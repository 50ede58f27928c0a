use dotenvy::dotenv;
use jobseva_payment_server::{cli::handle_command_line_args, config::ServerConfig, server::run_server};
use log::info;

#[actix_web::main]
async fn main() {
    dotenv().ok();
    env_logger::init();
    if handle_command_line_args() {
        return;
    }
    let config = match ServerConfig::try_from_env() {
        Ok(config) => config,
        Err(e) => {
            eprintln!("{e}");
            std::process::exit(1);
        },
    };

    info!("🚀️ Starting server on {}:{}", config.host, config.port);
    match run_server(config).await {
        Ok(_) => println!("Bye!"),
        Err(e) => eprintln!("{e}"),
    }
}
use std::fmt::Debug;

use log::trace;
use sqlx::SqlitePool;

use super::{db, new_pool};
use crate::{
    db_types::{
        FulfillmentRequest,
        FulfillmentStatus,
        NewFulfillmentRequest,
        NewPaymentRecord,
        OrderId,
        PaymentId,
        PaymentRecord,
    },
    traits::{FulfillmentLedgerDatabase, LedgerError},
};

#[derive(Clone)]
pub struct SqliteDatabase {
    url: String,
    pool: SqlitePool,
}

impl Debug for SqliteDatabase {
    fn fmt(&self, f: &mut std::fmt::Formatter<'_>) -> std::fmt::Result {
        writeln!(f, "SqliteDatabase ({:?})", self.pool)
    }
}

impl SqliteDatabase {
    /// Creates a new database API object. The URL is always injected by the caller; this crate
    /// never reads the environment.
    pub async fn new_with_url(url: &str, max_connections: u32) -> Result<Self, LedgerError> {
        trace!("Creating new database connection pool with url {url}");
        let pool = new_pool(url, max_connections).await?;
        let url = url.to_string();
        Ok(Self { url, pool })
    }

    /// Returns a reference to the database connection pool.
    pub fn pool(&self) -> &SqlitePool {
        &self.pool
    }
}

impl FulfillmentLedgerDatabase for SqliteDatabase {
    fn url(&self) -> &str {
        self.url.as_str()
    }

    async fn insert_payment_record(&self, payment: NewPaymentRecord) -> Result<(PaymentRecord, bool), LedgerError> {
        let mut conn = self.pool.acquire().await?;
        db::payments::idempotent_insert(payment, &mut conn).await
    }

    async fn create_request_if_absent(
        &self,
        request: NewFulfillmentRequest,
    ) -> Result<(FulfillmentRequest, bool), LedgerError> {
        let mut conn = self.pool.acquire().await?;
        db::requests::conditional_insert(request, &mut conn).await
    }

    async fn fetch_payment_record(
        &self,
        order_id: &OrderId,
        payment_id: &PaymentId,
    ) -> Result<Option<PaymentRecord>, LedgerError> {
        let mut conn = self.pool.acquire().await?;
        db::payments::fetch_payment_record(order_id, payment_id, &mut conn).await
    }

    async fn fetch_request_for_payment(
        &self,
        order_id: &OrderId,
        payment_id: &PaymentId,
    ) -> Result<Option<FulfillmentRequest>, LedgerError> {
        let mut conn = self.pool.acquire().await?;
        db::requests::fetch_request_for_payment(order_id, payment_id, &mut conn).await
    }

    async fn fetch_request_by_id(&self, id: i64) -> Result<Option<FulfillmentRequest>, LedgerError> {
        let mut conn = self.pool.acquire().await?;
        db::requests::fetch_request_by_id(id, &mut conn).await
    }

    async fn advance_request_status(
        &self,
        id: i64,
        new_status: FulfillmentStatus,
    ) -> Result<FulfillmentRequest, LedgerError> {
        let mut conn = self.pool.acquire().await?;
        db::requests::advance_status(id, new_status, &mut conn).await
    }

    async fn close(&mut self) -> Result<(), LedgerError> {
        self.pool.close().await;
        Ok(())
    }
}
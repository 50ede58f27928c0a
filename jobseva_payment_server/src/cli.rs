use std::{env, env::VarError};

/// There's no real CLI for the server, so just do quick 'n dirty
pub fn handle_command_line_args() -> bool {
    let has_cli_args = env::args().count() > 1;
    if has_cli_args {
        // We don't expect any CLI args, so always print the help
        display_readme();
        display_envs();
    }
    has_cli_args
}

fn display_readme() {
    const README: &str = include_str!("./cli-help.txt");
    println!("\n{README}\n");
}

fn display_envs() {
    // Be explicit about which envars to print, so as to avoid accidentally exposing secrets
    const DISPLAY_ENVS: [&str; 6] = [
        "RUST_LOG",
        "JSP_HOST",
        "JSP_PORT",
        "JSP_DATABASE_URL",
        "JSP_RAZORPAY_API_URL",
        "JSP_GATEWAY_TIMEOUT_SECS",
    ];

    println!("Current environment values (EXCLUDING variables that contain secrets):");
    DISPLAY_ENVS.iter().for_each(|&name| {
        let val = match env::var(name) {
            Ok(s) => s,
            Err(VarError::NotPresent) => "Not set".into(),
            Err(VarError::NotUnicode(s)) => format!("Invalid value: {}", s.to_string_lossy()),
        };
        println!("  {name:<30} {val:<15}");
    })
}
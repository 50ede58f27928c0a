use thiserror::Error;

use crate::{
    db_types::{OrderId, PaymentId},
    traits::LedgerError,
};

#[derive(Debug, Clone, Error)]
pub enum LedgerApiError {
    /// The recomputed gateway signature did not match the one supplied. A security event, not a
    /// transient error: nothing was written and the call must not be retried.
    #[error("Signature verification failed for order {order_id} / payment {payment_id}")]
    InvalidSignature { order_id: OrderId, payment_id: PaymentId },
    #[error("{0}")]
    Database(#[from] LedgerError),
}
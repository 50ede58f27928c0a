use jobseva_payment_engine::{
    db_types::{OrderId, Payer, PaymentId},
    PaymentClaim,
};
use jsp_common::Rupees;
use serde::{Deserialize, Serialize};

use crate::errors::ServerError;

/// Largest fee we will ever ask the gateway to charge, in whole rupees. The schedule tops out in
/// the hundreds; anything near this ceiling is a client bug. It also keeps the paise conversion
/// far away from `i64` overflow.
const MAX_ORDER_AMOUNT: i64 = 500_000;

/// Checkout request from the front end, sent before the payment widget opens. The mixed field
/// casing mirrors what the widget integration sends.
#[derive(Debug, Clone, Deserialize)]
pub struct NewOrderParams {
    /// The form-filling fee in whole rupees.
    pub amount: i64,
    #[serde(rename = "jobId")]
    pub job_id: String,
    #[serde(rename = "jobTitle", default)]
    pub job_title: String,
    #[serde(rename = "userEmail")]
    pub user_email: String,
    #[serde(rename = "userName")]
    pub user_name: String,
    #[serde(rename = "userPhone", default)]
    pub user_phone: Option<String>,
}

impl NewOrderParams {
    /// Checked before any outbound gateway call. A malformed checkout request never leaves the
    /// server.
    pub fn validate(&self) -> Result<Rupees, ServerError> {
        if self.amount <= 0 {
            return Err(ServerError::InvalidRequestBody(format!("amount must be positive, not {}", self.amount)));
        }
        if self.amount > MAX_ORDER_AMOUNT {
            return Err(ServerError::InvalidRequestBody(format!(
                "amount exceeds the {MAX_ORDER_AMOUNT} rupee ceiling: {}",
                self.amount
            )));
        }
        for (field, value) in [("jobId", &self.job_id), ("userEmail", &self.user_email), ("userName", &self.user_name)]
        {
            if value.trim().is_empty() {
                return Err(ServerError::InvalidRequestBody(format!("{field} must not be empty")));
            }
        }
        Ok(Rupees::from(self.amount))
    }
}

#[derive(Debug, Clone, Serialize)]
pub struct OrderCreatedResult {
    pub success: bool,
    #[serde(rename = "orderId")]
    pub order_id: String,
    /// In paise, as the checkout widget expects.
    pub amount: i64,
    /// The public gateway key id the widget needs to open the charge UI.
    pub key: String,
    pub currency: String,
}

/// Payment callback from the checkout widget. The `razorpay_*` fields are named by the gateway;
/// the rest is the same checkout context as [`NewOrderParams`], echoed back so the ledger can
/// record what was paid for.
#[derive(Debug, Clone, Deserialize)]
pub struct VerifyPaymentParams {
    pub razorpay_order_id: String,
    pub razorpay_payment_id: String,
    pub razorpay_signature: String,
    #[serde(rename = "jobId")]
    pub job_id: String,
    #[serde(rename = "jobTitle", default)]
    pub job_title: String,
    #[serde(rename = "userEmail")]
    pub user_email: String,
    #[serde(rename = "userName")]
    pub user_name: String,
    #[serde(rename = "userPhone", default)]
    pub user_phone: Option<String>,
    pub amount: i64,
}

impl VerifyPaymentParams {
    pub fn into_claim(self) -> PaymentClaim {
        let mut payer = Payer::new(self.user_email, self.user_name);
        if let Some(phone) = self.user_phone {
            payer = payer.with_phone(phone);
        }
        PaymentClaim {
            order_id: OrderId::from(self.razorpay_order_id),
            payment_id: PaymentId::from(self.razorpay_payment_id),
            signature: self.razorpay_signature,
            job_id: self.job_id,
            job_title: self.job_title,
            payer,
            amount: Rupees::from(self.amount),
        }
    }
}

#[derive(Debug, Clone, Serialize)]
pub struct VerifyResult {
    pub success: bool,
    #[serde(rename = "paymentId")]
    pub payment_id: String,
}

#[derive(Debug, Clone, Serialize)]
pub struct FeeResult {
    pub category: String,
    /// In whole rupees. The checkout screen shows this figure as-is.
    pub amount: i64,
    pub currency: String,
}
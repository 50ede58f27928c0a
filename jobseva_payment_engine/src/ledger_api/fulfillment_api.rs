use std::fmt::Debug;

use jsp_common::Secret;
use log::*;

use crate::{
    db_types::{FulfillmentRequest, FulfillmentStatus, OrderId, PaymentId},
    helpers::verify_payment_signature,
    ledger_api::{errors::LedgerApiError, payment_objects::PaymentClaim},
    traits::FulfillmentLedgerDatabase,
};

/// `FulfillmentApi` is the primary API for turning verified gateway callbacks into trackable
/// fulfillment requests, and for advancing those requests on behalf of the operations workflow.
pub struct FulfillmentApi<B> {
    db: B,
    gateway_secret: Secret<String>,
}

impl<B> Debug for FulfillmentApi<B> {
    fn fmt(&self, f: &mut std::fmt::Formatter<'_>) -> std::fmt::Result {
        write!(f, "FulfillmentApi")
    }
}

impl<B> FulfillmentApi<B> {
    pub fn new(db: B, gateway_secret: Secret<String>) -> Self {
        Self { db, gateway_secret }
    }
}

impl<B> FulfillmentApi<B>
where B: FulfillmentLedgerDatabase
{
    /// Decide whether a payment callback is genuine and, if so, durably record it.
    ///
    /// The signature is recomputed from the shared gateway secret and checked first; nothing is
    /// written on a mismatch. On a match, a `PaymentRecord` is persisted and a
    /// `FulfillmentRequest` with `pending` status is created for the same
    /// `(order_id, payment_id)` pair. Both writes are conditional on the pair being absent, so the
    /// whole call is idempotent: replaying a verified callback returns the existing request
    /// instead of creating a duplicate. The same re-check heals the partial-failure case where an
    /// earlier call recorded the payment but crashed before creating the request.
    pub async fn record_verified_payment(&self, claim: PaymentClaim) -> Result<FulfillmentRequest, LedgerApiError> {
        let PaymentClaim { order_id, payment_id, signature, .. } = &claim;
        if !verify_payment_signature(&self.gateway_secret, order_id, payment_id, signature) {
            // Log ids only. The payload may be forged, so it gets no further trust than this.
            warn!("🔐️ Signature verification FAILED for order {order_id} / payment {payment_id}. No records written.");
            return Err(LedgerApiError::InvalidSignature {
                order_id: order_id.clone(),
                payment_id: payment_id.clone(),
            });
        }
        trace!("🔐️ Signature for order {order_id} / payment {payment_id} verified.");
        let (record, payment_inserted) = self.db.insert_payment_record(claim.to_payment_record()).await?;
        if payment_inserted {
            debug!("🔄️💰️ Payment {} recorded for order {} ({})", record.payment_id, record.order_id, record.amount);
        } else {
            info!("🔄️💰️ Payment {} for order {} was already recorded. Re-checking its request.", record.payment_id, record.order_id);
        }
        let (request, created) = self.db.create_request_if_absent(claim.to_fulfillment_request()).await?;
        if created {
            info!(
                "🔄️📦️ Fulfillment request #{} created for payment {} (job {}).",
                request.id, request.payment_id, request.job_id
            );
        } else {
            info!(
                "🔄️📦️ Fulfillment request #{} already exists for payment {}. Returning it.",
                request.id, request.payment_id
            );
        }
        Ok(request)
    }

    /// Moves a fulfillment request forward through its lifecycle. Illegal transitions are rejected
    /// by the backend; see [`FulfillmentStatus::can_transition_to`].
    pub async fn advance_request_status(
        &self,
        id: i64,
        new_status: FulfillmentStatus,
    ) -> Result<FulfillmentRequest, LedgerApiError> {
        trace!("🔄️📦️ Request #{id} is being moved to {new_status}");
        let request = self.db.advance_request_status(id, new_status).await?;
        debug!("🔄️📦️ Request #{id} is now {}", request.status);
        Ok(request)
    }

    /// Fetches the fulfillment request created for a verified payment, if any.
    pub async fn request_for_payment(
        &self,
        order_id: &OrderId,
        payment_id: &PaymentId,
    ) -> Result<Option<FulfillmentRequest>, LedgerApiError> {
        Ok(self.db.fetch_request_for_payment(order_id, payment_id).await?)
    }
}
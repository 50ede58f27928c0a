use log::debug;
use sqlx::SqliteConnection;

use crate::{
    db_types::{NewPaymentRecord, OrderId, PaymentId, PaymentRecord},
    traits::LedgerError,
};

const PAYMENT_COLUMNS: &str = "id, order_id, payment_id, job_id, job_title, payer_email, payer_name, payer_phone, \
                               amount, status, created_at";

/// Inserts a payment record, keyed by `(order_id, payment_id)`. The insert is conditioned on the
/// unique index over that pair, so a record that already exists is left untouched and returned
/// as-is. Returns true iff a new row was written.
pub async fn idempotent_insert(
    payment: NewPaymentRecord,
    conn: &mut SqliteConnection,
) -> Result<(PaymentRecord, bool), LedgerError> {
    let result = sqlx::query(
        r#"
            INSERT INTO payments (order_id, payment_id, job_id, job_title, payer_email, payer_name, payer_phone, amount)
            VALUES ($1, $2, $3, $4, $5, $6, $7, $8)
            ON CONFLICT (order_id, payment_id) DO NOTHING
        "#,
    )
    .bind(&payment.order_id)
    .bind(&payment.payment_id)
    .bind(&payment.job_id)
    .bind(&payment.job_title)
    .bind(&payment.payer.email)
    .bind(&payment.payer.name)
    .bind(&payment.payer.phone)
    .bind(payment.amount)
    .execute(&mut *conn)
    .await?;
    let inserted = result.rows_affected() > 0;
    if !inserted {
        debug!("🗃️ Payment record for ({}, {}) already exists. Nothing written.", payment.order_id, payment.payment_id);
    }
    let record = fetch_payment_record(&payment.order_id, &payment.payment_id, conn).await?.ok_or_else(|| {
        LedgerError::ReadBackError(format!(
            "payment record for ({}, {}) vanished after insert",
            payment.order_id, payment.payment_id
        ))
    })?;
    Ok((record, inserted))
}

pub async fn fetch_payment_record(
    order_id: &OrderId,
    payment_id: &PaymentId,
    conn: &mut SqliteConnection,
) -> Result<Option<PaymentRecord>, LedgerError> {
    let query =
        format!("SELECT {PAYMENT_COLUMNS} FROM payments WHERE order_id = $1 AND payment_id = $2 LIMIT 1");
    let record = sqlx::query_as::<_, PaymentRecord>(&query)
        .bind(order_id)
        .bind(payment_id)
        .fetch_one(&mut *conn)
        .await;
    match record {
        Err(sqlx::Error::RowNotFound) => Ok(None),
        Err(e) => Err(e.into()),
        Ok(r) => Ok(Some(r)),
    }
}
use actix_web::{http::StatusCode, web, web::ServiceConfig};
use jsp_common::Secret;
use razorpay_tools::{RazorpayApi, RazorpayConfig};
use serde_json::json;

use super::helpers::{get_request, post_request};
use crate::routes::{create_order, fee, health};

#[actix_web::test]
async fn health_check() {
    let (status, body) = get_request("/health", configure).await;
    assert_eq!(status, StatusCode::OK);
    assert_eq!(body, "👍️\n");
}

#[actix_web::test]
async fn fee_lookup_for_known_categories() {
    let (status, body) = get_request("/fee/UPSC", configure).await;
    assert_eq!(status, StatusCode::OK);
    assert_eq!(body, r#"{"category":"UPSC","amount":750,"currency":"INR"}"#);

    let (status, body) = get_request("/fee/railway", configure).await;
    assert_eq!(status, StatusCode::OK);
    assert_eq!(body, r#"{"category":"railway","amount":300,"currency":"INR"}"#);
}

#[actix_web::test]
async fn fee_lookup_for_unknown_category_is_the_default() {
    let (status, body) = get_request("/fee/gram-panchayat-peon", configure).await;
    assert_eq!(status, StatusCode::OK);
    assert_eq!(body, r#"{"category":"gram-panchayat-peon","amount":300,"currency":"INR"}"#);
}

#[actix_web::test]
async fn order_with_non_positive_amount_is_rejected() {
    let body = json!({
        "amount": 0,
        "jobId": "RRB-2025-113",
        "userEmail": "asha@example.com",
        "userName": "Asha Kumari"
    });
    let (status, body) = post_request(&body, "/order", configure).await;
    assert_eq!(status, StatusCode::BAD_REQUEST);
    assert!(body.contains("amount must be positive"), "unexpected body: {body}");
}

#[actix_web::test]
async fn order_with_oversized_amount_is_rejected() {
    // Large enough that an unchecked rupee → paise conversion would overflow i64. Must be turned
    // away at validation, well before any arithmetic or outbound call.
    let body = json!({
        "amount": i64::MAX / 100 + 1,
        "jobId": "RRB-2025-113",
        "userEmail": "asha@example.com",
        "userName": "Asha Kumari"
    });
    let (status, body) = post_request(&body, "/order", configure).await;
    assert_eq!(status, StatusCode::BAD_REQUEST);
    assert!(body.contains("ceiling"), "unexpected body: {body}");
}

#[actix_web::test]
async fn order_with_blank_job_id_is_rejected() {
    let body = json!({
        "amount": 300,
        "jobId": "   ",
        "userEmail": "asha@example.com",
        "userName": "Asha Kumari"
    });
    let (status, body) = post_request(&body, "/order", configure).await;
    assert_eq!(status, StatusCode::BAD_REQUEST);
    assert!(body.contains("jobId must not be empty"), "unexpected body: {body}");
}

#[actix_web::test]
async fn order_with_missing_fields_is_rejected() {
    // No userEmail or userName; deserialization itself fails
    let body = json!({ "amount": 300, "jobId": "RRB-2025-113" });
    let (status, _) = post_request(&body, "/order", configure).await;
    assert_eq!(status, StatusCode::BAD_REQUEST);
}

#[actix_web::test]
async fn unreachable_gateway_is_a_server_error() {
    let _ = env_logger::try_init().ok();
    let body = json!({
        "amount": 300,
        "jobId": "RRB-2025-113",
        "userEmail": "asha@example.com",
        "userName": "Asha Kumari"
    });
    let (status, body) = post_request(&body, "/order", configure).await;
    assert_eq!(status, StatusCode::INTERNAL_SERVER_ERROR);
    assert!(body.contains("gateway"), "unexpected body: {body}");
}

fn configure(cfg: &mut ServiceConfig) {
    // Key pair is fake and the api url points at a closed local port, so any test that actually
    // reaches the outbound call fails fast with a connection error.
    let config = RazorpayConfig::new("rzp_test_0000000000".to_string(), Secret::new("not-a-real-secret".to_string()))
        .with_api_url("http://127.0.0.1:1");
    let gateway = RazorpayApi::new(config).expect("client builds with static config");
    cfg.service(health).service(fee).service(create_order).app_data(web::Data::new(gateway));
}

> **Action item**
Filter the entries and copy each line with "RazorpayConfig".

> **Output**
use razorpay_tools::{RazorpayApi, RazorpayConfig};
    let config = RazorpayConfig::new("rzp_test_0000000000".to_string(), Secret::new("not-a-real-secret".to_string()))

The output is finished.